Ex-hostages in Iraq opt for forgiveness

Iraqi suspects await trial, but the Christian Peacemaker Teams say they oppose harsh punishments.

Three pacifists who were held hostage for 118 days in Iraq and were released only after a fourth colleague was murdered, publicly forgave their captors Friday.

At a press conference in London, the members of the Christian Peacemaker Teams (CPT) said they were reluctant to testify against four alleged captors in Iraqi custody because of the possibility that they will face harsh punishment, especially the death penalty.

Canadian James Loney, Briton Norman Kember, and Canadian Harmeet Singh Sooden, who now lives in New Zealand, said they did not want "punitive" justice for their suspected captors, scheduled to stand trial early next year.

"Justice is about restoring relationships that have been broken,'' says Mr. Loney. "We are very, very concerned about the death penalty. It would be the worst possible outcome for us if they were to be sentenced to death."

"To lock then up and throw way the key," he says, "that is not justice. Punishment comes from the same mind-set that is behind the escalating spiral of violence that we see in Iraq that is being fueled by the governments in Washington and London. If they are punishing them on my behalf, that doesn't do anything for me."

Loney was a member of the four-man CPT unit seized outside a mosque in Baghdad on Nov. 26 last year. The lone American member, Tom Fox, was killed by their captors. The kidnappers, a group of Sunni Arab insurgents, appeared to have ties to the kidnappers of Jill Carroll, a Christian Science Monitor reporter who was held for 82 days earlier this year following the murder of her translator Allan Enwiya.
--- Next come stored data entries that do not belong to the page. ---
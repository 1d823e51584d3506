//! Legacy schema boundary types.
//!
//! Snapshots written by the two pre-hierarchy schema generations carry no
//! version field; the generation is detected from the shape of the data.
//! These DTOs are the only place loosely-typed legacy JSON is allowed to
//! exist — the migrator validates them once and everything past that point
//! is the current-schema domain model.
//!
//! The same DTOs serialize the flattened legacy-compatible projection the
//! mirrored store writes next to the current-schema snapshot.

use serde::{Deserialize, Serialize};
use serde_json::Value;

/// A raw legacy collection, tagged by detected schema generation.
#[derive(Debug, Clone, PartialEq)]
pub enum LegacySnapshot {
    /// Pre-era generation: a list of themes.
    Themes(Vec<Value>),
    /// Pre-theme generation: a flat list of subtopics.
    Subtopics(Vec<Value>),
}

impl LegacySnapshot {
    /// Shape detection: if the first element of the collection lacks a
    /// `name` field it is a flat legacy subtopic list, otherwise a legacy
    /// theme list. Non-list or empty data is not a legacy snapshot.
    pub fn detect(value: &Value) -> Option<Self> {
        let items = value.as_array()?;
        let first = items.first()?;
        if !first.is_object() {
            return None;
        }
        if first.get("name").is_some() {
            Some(Self::Themes(items.clone()))
        } else {
            Some(Self::Subtopics(items.clone()))
        }
    }
}

/// Lenient view of a legacy theme record.
#[derive(Debug, Clone, PartialEq, Serialize, Deserialize, Default)]
pub struct LegacyTheme {
    #[serde(default)]
    pub id: Value,
    #[serde(default)]
    pub name: String,
    #[serde(default)]
    pub subtopics: Vec<LegacySubtopic>,
}

/// Lenient view of a legacy subtopic record. Spanish field variants appear
/// in data that round-tripped through the import path.
#[derive(Debug, Clone, PartialEq, Serialize, Deserialize, Default)]
pub struct LegacySubtopic {
    #[serde(default)]
    pub id: Value,
    #[serde(default, alias = "texto")]
    pub text: String,
    #[serde(default, skip_serializing_if = "Option::is_none")]
    pub propositions: Option<Vec<LegacyProposition>>,
}

/// Lenient view of a legacy proposition record.
#[derive(Debug, Clone, PartialEq, Serialize, Deserialize, Default)]
pub struct LegacyProposition {
    #[serde(default)]
    pub id: Value,
    #[serde(default, rename = "type", alias = "tipo", skip_serializing_if = "Option::is_none")]
    pub kind: Option<String>,
    #[serde(default, alias = "etiqueta", skip_serializing_if = "Option::is_none")]
    pub label: Option<String>,
    #[serde(default, alias = "texto")]
    pub text: String,
}

/// One entry of the legacy audio index: the old per-subtopic scheme that
/// predates era scoping.
#[derive(Debug, Clone, PartialEq, Serialize, Deserialize, Default)]
#[serde(rename_all = "camelCase", default)]
pub struct LegacyAudioRecord {
    pub subtopic_id: String,
    pub proposition_index: usize,
    /// Position within the proposition, when the old index recorded one.
    pub audio_index: Option<usize>,
    pub mime_type: String,
    pub recorded_at: String,
}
After Ms. Carroll was freed from captivity, she revealed that one of her captors said they had killed an American because the US had failed to meet a demand to release Sheikh Omar Abdel-Rahman, a blind cleric convicted of involvement in the 1993 World Trade Center bombing and currently serving a life sentence in a US penitentiary.

In an earlier interview with the Monitor, Mr. Loney said the captors had spoken of demanding Abdel Rahman's release in exchange for their safety; this demand was never made publicly.

The three surviving members of the team say they would be hypocrites if they gave in to the anger created by their ordeal, and participated in the traditional avenues of justice. Loney, a committed Christian, said he would even return to Iraq to meet with his captors. "It would be wonderful to sit down and talk to them and talk about what [prompted] this thing that they did ... what did it mean to them, what does it mean to them now."

Mr. Sooden added that the men have doubts about the fairness of the Iraqi court system, particularly giving the raging war there. "I don't know if the Central Criminal Court of Iraq can act as per its mandate because of the security situation."

Despite the country's ongoing war, the wheels of justice have haltingly moved forward in Iraq, where the death penalty is enforced. And not all hostage advocates share the CPT members' forgiving view.

In June, Mustafa Salman al-Jibouri was sentenced to life imprisonment for aiding the men who kidnapped and later murdered Margaret Hassan, the British national who had run the charity CARE's Baghdad offices and had made aiding Iraq's poor her life's work.

Mrs. Hassan's family charged afterward that "inept" handling of the case allowed Mr. Jibouri to escape the death penalty, and also led to the acquittal of two other men on trial in her murder. They said the acquittals would encourage more kidnapping in Iraq.

In November, Hussein Fahmi, whom authorities described as a member of Al Qaeda in Iraq, was sentenced to death for his role in the kidnapping and beheading of Shosei Koda, a young Japanese man who was abducted while traveling in Iraq in 2004. Mr. Fahmi was of mixed Egyptian and Palestinian descent.

Also, the Iraqi justice system has come under criticism from human rights organizations for frequent torture of captives.

If the three don't testify, either by identifying suspects in a photo lineup or by giving video evidence (there is no suggestion that they should actually travel to the Iraqi court) the case could unravel. "We were told there would be a possibility that they could walk away from this if we don't testify," said Loney. "Not to excuse what they were doing but there was a rationale for it. They saw themselves being part of a fight to defend their country."

The three CPT survivors said a lot of forensic evidence was collected after they were released in a raid following a tip. "There was a fair bit of forensic evidence in the house that we left,'' says Mr. Kember. "When I got to the hospital, they stripped me ... they said we could get fingerprints off clothes."

Some of the alleged kidnappers of Carroll have been arrested, and Iraqi officials say they are building a strong case against them, but no court dates have yet been set.